Eine empathische Welterfahrung in Literatur verwandelt – Wer ist Christian Much?

Text von Corinna Heumann

Christian Much wurde 1953 in Luxemburg geboren. Als europäischer Kosmopolit sozialisiert, verbrachte er seine Schulzeit in Luxemburg und Brüssel. Nach dem Studium der Rechtswissenschaften und der Ethnologie in Deutschland arbeitete er zwischen 1980 und 2016 in 14 Ländern, vorwiegend in Zentralamerika, in verschiedenen arabischen Staaten und bei den Vereinten Nationen.

Was treibt Dich an, Christian?

Jeden Ortswechsel habe ich als Bereicherung empfunden, meinen Beruf als eine inspirierende Art des lebenslangen Lernens. Zu dem, was mich antreibt, gehören definitiv die Neugier und die Aufgeschlossenheit für andere Länder und Menschen – und der Wunsch, dass dies ansteckend sein möge und ich zum Abbau von Fremden- und Fremdheitsangst etwas beitragen kann. Dieser Weltenreichtum fließt nun in seine Romane.

Eine differenzierte Welterfahrung

Christian Much war Diplomat im Dienst der Bundesrepublik Deutschland. Im Gegensatz zum klischeehaften Verständnis von diplomatischer Immunität als einem Lebenstil im internationalen Jetset mit einer gewissen Prachtentfaltung, verfügen Diplomaten westlicher Demokratien meist über hohen Arbeitsethos und einen profunden Wissenschatz im Verstehen der eigenen Lebenswelt in Bezug auf die verschiedenen Kulturen, in denen sie für eine gewisse Zeit leben. Im besten Fall sind sie Generalisten, sachkundige Netzwerker und diskrete Moderatoren, die rasch erkennen, welche Themen tatsächlich relevant sind, welche Ursachen und Wirkungen diese für die Menschen haben.
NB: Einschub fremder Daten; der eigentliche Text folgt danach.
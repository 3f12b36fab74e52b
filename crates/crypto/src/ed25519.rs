//! Ed25519 keypairs for account and validator keys.
//!
//! Addresses are derived from the Ed25519 public key with a namespace tag,
//! see [`palisade_types::Address`]. The secret side holds only the 32-byte
//! seed, in memory that is zeroized on drop; the expanded signing key is
//! reconstructed per operation.

use ed25519_consensus::{
    Signature as Ed25519Sig, SigningKey as Ed25519Signer, VerificationKey as Ed25519Verifier,
};
use rand::{CryptoRng, RngCore};
use serde::{Deserialize, Serialize};

use crate::error::CryptoError;
use crate::secure::SecretArray;

/// Ed25519 seed length in bytes.
pub const SEED_LENGTH: usize = 32;

/// Ed25519 secret key (32-byte seed, zeroized on drop).
pub struct Ed25519SecretKey {
    seed: SecretArray<SEED_LENGTH>,
}

impl Ed25519SecretKey {
    /// Generate a new random secret key.
    pub fn generate<R: CryptoRng + RngCore>(rng: &mut R) -> Self {
        let mut seed = [0u8; SEED_LENGTH];
        rng.fill_bytes(&mut seed);
        Self::from_seed(seed)
    }

    /// Create from seed bytes.
    pub fn from_seed(seed: [u8; SEED_LENGTH]) -> Self {
        Self {
            seed: SecretArray::new(seed),
        }
    }

    /// Expose the raw seed.
    ///
    /// # Security
    ///
    /// The returned reference must not outlive a scoped use; callers that
    /// copy it are responsible for zeroizing the copy.
    pub fn expose_seed(&self) -> &[u8; SEED_LENGTH] {
        self.seed.expose_secret()
    }

    /// Get the corresponding public key.
    pub fn public_key(&self) -> Ed25519PublicKey {
        let signer = Ed25519Signer::from(*self.seed.expose_secret());
        Ed25519PublicKey(signer.verification_key())
    }

    /// Sign a message.
    pub fn sign(&self, msg: &[u8]) -> Ed25519Signature {
        let signer = Ed25519Signer::from(*self.seed.expose_secret());
        Ed25519Signature(signer.sign(msg))
    }
}

impl std::fmt::Debug for Ed25519SecretKey {
    fn fmt(&self, f: &mut std::fmt::Formatter<'_>) -> std::fmt::Result {
        f.debug_struct("Ed25519SecretKey")
            .field("seed", &"[REDACTED]")
            .finish()
    }
}

/// Ed25519 public key (32 bytes).
#[derive(Clone, PartialEq, Eq)]
pub struct Ed25519PublicKey(Ed25519Verifier);

impl Ed25519PublicKey {
    /// Load from bytes (32 bytes).
    pub fn from_bytes(bytes: &[u8; 32]) -> Result<Self, CryptoError> {
        Ed25519Verifier::try_from(*bytes)
            .map(Self)
            .map_err(|_| CryptoError::InvalidPublicKey)
    }

    /// Serialize to bytes (32 bytes).
    pub fn to_bytes(&self) -> [u8; 32] {
        self.0.to_bytes()
    }

    /// Verify a signature.
    pub fn verify(&self, msg: &[u8], sig: &Ed25519Signature) -> bool {
        self.0.verify(&sig.0, msg).is_ok()
    }
}

impl std::fmt::Debug for Ed25519PublicKey {
    fn fmt(&self, f: &mut std::fmt::Formatter<'_>) -> std::fmt::Result {
        let bytes = self.to_bytes();
        write!(f, "Ed25519PublicKey({})", hex::encode(&bytes[..8]))
    }
}

impl Serialize for Ed25519PublicKey {
    fn serialize<S>(&self, serializer: S) -> Result<S::Ok, S::Error>
    where
        S: serde::Serializer,
    {
        serializer.serialize_str(&hex::encode(self.to_bytes()))
    }
}

impl<'de> Deserialize<'de> for Ed25519PublicKey {
    fn deserialize<D>(deserializer: D) -> Result<Self, D::Error>
    where
        D: serde::Deserializer<'de>,
    {
        let s = String::deserialize(deserializer)?;
        let bytes = hex::decode(&s).map_err(serde::de::Error::custom)?;
        let arr: [u8; 32] = bytes
            .try_into()
            .map_err(|_| serde::de::Error::custom("invalid public key length"))?;
        Self::from_bytes(&arr).map_err(serde::de::Error::custom)
    }
}

/// Ed25519 signature (64 bytes).
#[derive(Clone)]
pub struct Ed25519Signature(Ed25519Sig);

impl Ed25519Signature {
    /// Load from bytes (64 bytes).
    pub fn from_bytes(bytes: &[u8; 64]) -> Self {
        Self(Ed25519Sig::from(*bytes))
    }

    /// Serialize to bytes (64 bytes).
    pub fn to_bytes(&self) -> [u8; 64] {
        self.0.to_bytes()
    }
}

impl std::fmt::Debug for Ed25519Signature {
    fn fmt(&self, f: &mut std::fmt::Formatter<'_>) -> std::fmt::Result {
        let bytes = self.to_bytes();
        write!(f, "Ed25519Signature({})", hex::encode(&bytes[..8]))
    }
}

impl PartialEq for Ed25519Signature {
    fn eq(&self, other: &Self) -> bool {
        self.to_bytes() == other.to_bytes()
    }
}

impl Eq for Ed25519Signature {}

#[cfg(test)]
mod tests {
    use super::*;

    #[test]
    fn test_key_generation() {
        let secret = Ed25519SecretKey::generate(&mut rand::thread_rng());
        let bytes = secret.public_key().to_bytes();
        let restored = Ed25519PublicKey::from_bytes(&bytes).expect("valid pubkey");
        assert_eq!(secret.public_key().to_bytes(), restored.to_bytes());
    }

    #[test]
    fn test_sign_verify() {
        let secret = Ed25519SecretKey::generate(&mut rand::thread_rng());
        let msg = b"test message";
        let sig = secret.sign(msg);
        assert!(secret.public_key().verify(msg, &sig));
    }

    #[test]
    fn test_wrong_message_fails() {
        let secret = Ed25519SecretKey::generate(&mut rand::thread_rng());
        let sig = secret.sign(b"correct message");
        assert!(!secret.public_key().verify(b"wrong message", &sig));
    }

    #[test]
    fn test_seed_roundtrip() {
        let secret = Ed25519SecretKey::from_seed([42u8; SEED_LENGTH]);
        let again = Ed25519SecretKey::from_seed(*secret.expose_seed());
        assert_eq!(secret.public_key().to_bytes(), again.public_key().to_bytes());
    }

    #[test]
    fn test_public_key_serialization() {
        let secret = Ed25519SecretKey::generate(&mut rand::thread_rng());
        let json = serde_json::to_string(&secret.public_key()).expect("serialize");
        let restored: Ed25519PublicKey = serde_json::from_str(&json).expect("deserialize");
        assert_eq!(secret.public_key().to_bytes(), restored.to_bytes());
    }

    #[test]
    fn test_debug_output_redacted() {
        let secret = Ed25519SecretKey::from_seed([0xABu8; SEED_LENGTH]);
        let debug = format!("{:?}", secret);
        assert!(debug.contains("[REDACTED]"));
        assert!(!debug.contains("171"));
    }
}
Schöpferisch tätige Diplomaten

Dieser Lebensentwurf entwickelt sich durch eigene Anschauung. Zuweilen entsteht er auch durch einen unabhängigen, differenzierten Blick über die täglichen Amtsgeschäfte hinaus. Publikationen von Diplomaten zeichnen Bilder einer individuellen Welterfassung jenseits von globalisierter Konsumkultur und vermeintlich kosmopolitischer Luxusgüter-Industrie. Mit dem künstlerisch-empathischen, immer wohlwollenden Blick dokumentieren schöpferisch tätige Botschafter die Vielfalt globaler kultureller Interaktion. Zeugnis geben unter anderem die Schilderungen Harry Graf Kesslers oder George F. Kennans in ihren jeweiligen zur Veröffentlichung bestimmten Tagebüchern, die Fotografien von Alfons Mumm von Schwarzenstein und die Kunstsammlung von Uli Sigg.

Zuhause in den Bergen

Christian Much lebt heute in Italien, in den Südtiroler Dolomiten. Der sich im Licht der Tages- und Jahreszeiten ständig wandelnde Ewigkeitscharakter der steinernen Riesen inspiriert ihn, über die Vielfalt des Lebens zu schreiben. So verwebt er seine Welterfahrung literarisch mit der geschichts- und geschichtenträchtigen Hochgebirgslandschaft im Herzen Europas zu realistischen Utopien: Dies sind auch die Leitmotive meiner beiden Romane: In Der Andere Ast (2021) geht es um das Miteinander der Südtiroler Sprachgruppen, in Michls letzte Reise (erscheint im Herbst 2021) um die Gegenwartserkundung durch einen demenzkranken Mann und seine nigerianische Pflegerin.